Assigned task: From the first line of the data below, repeat each line exactly until you reach the line with "clauses must match"; include that line too.

Exercise input:
[Start of section]

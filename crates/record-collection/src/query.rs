//! Reusable compound queries.
//!
//! A [`Query`] bundles clauses, orderings, and pagination so the same
//! selection can be run against many record slices or applied to a
//! [`RecordCollection`](crate::RecordCollection) in one step.

use serde_json::Value;

use crate::clause::Clause;
use crate::error::Result;
use crate::op::Op;
use crate::ordering::{compare_by_orderings, Dir, OrderBy};
use crate::value::Record;

/// A query for filtering and ordering records.
///
/// Queries consist of three clause groups:
/// - **AND**: All clauses must match
/// - **OR**: At least one clause must match (or none if empty)
/// - **NOT**: No clause may match
///
/// The overall match logic is:
/// ```text
/// match = (all AND clauses match)
///       ∧ (at least one OR clause matches, OR no OR clauses exist)
///       ∧ (no NOT clause matches)
/// ```
///
/// # Example
///
/// ```
/// use record_collection::{Query, RecordCollection};
/// use serde_json::json;
///
/// let mut people = RecordCollection::from_value(json!([
///     {"name": "Al", "age": 30, "team": "red"},
///     {"name": "Bo", "age": 17, "team": "blue"},
///     {"name": "Cy", "age": 41, "team": "green"},
/// ]))
/// .unwrap();
///
/// let query = Query::new()
///     .and_gte("age", 18)
///     .or_eq("team", "red")
///     .or_eq("team", "green")
///     .order_desc("age")
///     .limit(1);
///
/// people.apply(&query);
/// assert_eq!(people.pluck("name"), vec![json!("Cy")]);
/// ```
#[derive(Debug, Clone, Default, PartialEq)]
pub struct Query {
    and_clauses: Vec<Clause>,
    or_clauses: Vec<Clause>,
    not_clauses: Vec<Clause>,
    orderings: Vec<OrderBy>,
    limit: Option<usize>,
    offset: Option<usize>,
}

impl Query {
    /// Creates a new empty query.
    ///
    /// An empty query matches all records.
    pub fn new() -> Self {
        Query::default()
    }

    // ========================================================================
    // Generic clause builders
    // ========================================================================

    /// Adds an AND comparison clause.
    pub fn and(self, field: &str, op: impl Into<Op>, value: impl Into<Value>) -> Self {
        self.and_clause(Clause::new(field, op, value))
    }

    /// Adds an OR comparison clause.
    pub fn or(self, field: &str, op: impl Into<Op>, value: impl Into<Value>) -> Self {
        self.or_clause(Clause::new(field, op, value))
    }

    /// Adds a NOT comparison clause.
    pub fn not(self, field: &str, op: impl Into<Op>, value: impl Into<Value>) -> Self {
        self.not_clause(Clause::new(field, op, value))
    }

    /// Adds a prebuilt clause to the AND group.
    pub fn and_clause(mut self, clause: Clause) -> Self {
        self.and_clauses.push(clause);
        self
    }

    /// Adds a prebuilt clause to the OR group.
    pub fn or_clause(mut self, clause: Clause) -> Self {
        self.or_clauses.push(clause);
        self
    }

    /// Adds a prebuilt clause to the NOT group.
    pub fn not_clause(mut self, clause: Clause) -> Self {
        self.not_clauses.push(clause);
        self
    }

    // ========================================================================
    // AND shorthand methods
    // ========================================================================

    /// Adds an AND loose-equality clause.
    pub fn and_eq(self, field: &str, value: impl Into<Value>) -> Self {
        self.and(field, Op::Eq, value)
    }

    /// Adds an AND not-equal clause.
    pub fn and_ne(self, field: &str, value: impl Into<Value>) -> Self {
        self.and(field, Op::Ne, value)
    }

    /// Adds an AND greater-than clause.
    pub fn and_gt(self, field: &str, value: impl Into<Value>) -> Self {
        self.and(field, Op::Gt, value)
    }

    /// Adds an AND greater-than-or-equal clause.
    pub fn and_gte(self, field: &str, value: impl Into<Value>) -> Self {
        self.and(field, Op::Gte, value)
    }

    /// Adds an AND less-than clause.
    pub fn and_lt(self, field: &str, value: impl Into<Value>) -> Self {
        self.and(field, Op::Lt, value)
    }

    /// Adds an AND less-than-or-equal clause.
    pub fn and_lte(self, field: &str, value: impl Into<Value>) -> Self {
        self.and(field, Op::Lte, value)
    }

    /// Adds an AND set-membership clause.
    pub fn and_in<I, V>(self, field: &str, values: I) -> Self
    where
        I: IntoIterator<Item = V>,
        V: Into<Value>,
    {
        self.and_clause(Clause::is_in(field, values))
    }

    /// Adds an AND `LIKE` clause.
    ///
    /// Returns an error if the pattern is invalid.
    pub fn and_like(self, field: &str, pattern: &str) -> Result<Self> {
        Ok(self.and_clause(Clause::like(field, pattern)?))
    }

    // ========================================================================
    // OR shorthand methods
    // ========================================================================

    /// Adds an OR loose-equality clause.
    pub fn or_eq(self, field: &str, value: impl Into<Value>) -> Self {
        self.or(field, Op::Eq, value)
    }

    /// Adds an OR set-membership clause.
    pub fn or_in<I, V>(self, field: &str, values: I) -> Self
    where
        I: IntoIterator<Item = V>,
        V: Into<Value>,
    {
        self.or_clause(Clause::is_in(field, values))
    }

    /// Adds an OR `LIKE` clause.
    pub fn or_like(self, field: &str, pattern: &str) -> Result<Self> {
        Ok(self.or_clause(Clause::like(field, pattern)?))
    }

    // ========================================================================
    // NOT shorthand methods
    // ========================================================================

    /// Adds a NOT loose-equality clause.
    pub fn not_eq(self, field: &str, value: impl Into<Value>) -> Self {
        self.not(field, Op::Eq, value)
    }

    /// Adds a NOT set-membership clause.
    pub fn not_in<I, V>(self, field: &str, values: I) -> Self
    where
        I: IntoIterator<Item = V>,
        V: Into<Value>,
    {
        self.not_clause(Clause::is_in(field, values))
    }

    /// Adds a NOT `LIKE` clause.
    pub fn not_like(self, field: &str, pattern: &str) -> Result<Self> {
        Ok(self.not_clause(Clause::like(field, pattern)?))
    }

    // ========================================================================
    // Ordering and pagination
    // ========================================================================

    /// Adds an ordering clause.
    pub fn order_by(mut self, field: &str, dir: impl Into<Dir>) -> Self {
        self.orderings.push(OrderBy::new(field, dir));
        self
    }

    /// Adds an ascending ordering clause.
    pub fn order_asc(self, field: &str) -> Self {
        self.order_by(field, Dir::Asc)
    }

    /// Adds a descending ordering clause.
    pub fn order_desc(self, field: &str) -> Self {
        self.order_by(field, Dir::Desc)
    }

    /// Sets the maximum number of results to return.
    pub fn limit(mut self, n: usize) -> Self {
        self.limit = Some(n);
        self
    }

    /// Sets the number of results to skip.
    pub fn offset(mut self, n: usize) -> Self {
        self.offset = Some(n);
        self
    }

    // ========================================================================
    // Introspection
    // ========================================================================

    /// Returns the AND clauses.
    pub fn and_clauses(&self) -> &[Clause] {
        &self.and_clauses
    }

    /// Returns the OR clauses.
    pub fn or_clauses(&self) -> &[Clause] {
        &self.or_clauses
    }

    /// Returns the NOT clauses.
    pub fn not_clauses(&self) -> &[Clause] {
        &self.not_clauses
    }

    /// Returns the ordering clauses.
    pub fn orderings(&self) -> &[OrderBy] {
        &self.orderings
    }

    /// Returns the limit, if set.
    pub fn get_limit(&self) -> Option<usize> {
        self.limit
    }

    /// Returns the offset, if set.
    pub fn get_offset(&self) -> Option<usize> {
        self.offset
    }

    /// Returns `true` if this query has no clauses (matches everything).
    pub fn is_empty(&self) -> bool {
        self.and_clauses.is_empty() && self.or_clauses.is_empty() && self.not_clauses.is_empty()
    }

    // ========================================================================
    // Execution
    // ========================================================================

    /// Tests if a single record matches this query's clauses.
    pub fn matches(&self, record: &Record) -> bool {
        self.and_clauses.iter().all(|clause| clause.matches(record))
            && (self.or_clauses.is_empty()
                || self.or_clauses.iter().any(|clause| clause.matches(record)))
            && !self.not_clauses.iter().any(|clause| clause.matches(record))
    }

    /// Filters a slice, returning references to matching records.
    ///
    /// Results are stably sorted by the query's orderings, then offset and
    /// limit are applied.
    pub fn filter<'a>(&self, records: &'a [Record]) -> Vec<&'a Record> {
        let mut results: Vec<&'a Record> = records.iter().filter(|r| self.matches(r)).collect();

        if !self.orderings.is_empty() {
            results.sort_by(|a, b| compare_by_orderings(a, b, &self.orderings));
        }

        self.paginate(results)
    }

    /// Runs the query over owned records, consuming them.
    pub(crate) fn run(&self, records: Vec<Record>) -> Vec<Record> {
        let mut results: Vec<Record> = records.into_iter().filter(|r| self.matches(r)).collect();

        if !self.orderings.is_empty() {
            results.sort_by(|a, b| compare_by_orderings(a, b, &self.orderings));
        }

        self.paginate(results)
    }

    fn paginate<T>(&self, results: Vec<T>) -> Vec<T> {
        let offset = self.offset.unwrap_or(0);
        let limit = self.limit.unwrap_or(usize::MAX);
        results.into_iter().skip(offset).take(limit).collect()
    }

    /// Counts the matching records.
    pub fn count(&self, records: &[Record]) -> usize {
        records.iter().filter(|r| self.matches(r)).count()
    }

    /// Returns `true` if any record matches.
    pub fn any(&self, records: &[Record]) -> bool {
        records.iter().any(|r| self.matches(r))
    }

    /// Finds the first matching record, in slice order.
    pub fn find<'a>(&self, records: &'a [Record]) -> Option<&'a Record> {
        records.iter().find(|r| self.matches(r))
    }
}

#[cfg(test)]
mod tests {
    use super::*;
    use serde_json::json;

    fn sample_tasks() -> Vec<Record> {
        let tasks = json!([
            {"name": "Task A", "priority": 1, "status": "open", "archived": false},
            {"name": "Task B", "priority": 2, "status": "active", "archived": false},
            {"name": "Urgent Task", "priority": 5, "status": "active", "archived": false},
            {"name": "Critical Task", "priority": 5, "status": "done", "archived": true},
            {"name": "Done Task", "priority": 3, "status": "done", "archived": true},
        ]);
        tasks
            .as_array()
            .unwrap()
            .iter()
            .map(|t| t.as_object().cloned().unwrap())
            .collect()
    }

    fn names(results: &[&Record]) -> Vec<String> {
        results
            .iter()
            .map(|r| r["name"].as_str().unwrap().to_string())
            .collect()
    }

    #[test]
    fn empty_query_matches_all() {
        let tasks = sample_tasks();
        let query = Query::new();

        assert!(query.is_empty());
        assert_eq!(query.filter(&tasks).len(), 5);
    }

    #[test]
    fn and_multiple_clauses() {
        let tasks = sample_tasks();
        let query = Query::new().and_eq("priority", 5).and_eq("archived", false);

        let results = query.filter(&tasks);
        assert_eq!(names(&results), vec!["Urgent Task"]);
    }

    #[test]
    fn or_clauses() {
        let tasks = sample_tasks();
        let query = Query::new()
            .or_like("name", "urgent%")
            .unwrap()
            .or_like("name", "critical%")
            .unwrap();

        assert_eq!(query.count(&tasks), 2);
    }

    #[test]
    fn not_clauses() {
        let tasks = sample_tasks();
        let query = Query::new().not_eq("archived", true);

        let results = query.filter(&tasks);
        assert_eq!(results.len(), 3);
        assert!(results.iter().all(|t| t["archived"] == json!(false)));
    }

    #[test]
    fn combined_groups() {
        let tasks = sample_tasks();
        let query = Query::new()
            .and_gte("priority", 2)
            .or_in("status", ["active", "done"])
            .not_like("name", "%critical%")
            .unwrap();

        assert_eq!(
            names(&query.filter(&tasks)),
            vec!["Task B", "Urgent Task", "Done Task"]
        );
    }

    #[test]
    fn ordering_with_ties_is_stable() {
        let tasks = sample_tasks();
        let query = Query::new().order_desc("priority");

        assert_eq!(
            names(&query.filter(&tasks)),
            vec!["Urgent Task", "Critical Task", "Done Task", "Task B", "Task A"]
        );
    }

    #[test]
    fn multi_field_ordering() {
        let tasks = sample_tasks();
        let query = Query::new().order_desc("priority").order_asc("name");

        assert_eq!(
            names(&query.filter(&tasks))[..2],
            ["Critical Task".to_string(), "Urgent Task".to_string()]
        );
    }

    #[test]
    fn offset_and_limit() {
        let tasks = sample_tasks();
        let query = Query::new().order_asc("priority").offset(1).limit(2);

        assert_eq!(names(&query.filter(&tasks)), vec!["Task B", "Done Task"]);
        assert_eq!(query.get_offset(), Some(1));
        assert_eq!(query.get_limit(), Some(2));

        assert!(Query::new().offset(10).filter(&tasks).is_empty());
        assert!(Query::new().limit(0).filter(&tasks).is_empty());
    }

    #[test]
    fn any_and_find() {
        let tasks = sample_tasks();
        let query = Query::new().and_gt("priority", 4);

        assert!(query.any(&tasks));
        assert_eq!(query.find(&tasks).unwrap()["name"], json!("Urgent Task"));
        assert!(!Query::new().and_gt("priority", 10).any(&tasks));
        assert!(Query::new().and_gt("priority", 10).find(&tasks).is_none());
    }

    #[test]
    fn and_range_membership_and_like() {
        let tasks = sample_tasks();

        let below = Query::new().and_lt("priority", 3).and_lte("priority", "2");
        assert_eq!(names(&below.filter(&tasks)), vec!["Task A", "Task B"]);

        let open_or_done = Query::new().and_in("status", ["open", "done"]);
        assert_eq!(open_or_done.count(&tasks), 3);

        let tasks_only = Query::new().and_like("name", "task%").unwrap();
        assert_eq!(names(&tasks_only.filter(&tasks)), vec!["Task A", "Task B"]);
    }

    #[test]
    fn string_operators_parse() {
        let tasks = sample_tasks();
        let query = Query::new().and("priority", ">=", "3").and("status", "!==", "done");

        assert_eq!(names(&query.filter(&tasks)), vec!["Urgent Task"]);
        assert_eq!(query.and_clauses().len(), 2);
    }
}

[End of section]

Written response:
filename crates/record-collection/src/query.rs
//! Reusable compound queries.
//!
//! A [`Query`] bundles clauses, orderings, and pagination so the same
//! selection can be run against many record slices or applied to a
//! [`RecordCollection`](crate::RecordCollection) in one step.

use serde_json::Value;

use crate::clause::Clause;
use crate::error::Result;
use crate::op::Op;
use crate::ordering::{compare_by_orderings, Dir, OrderBy};
use crate::value::Record;

/// A query for filtering and ordering records.
///
/// Queries consist of three clause groups:
/// - **AND**: All clauses must match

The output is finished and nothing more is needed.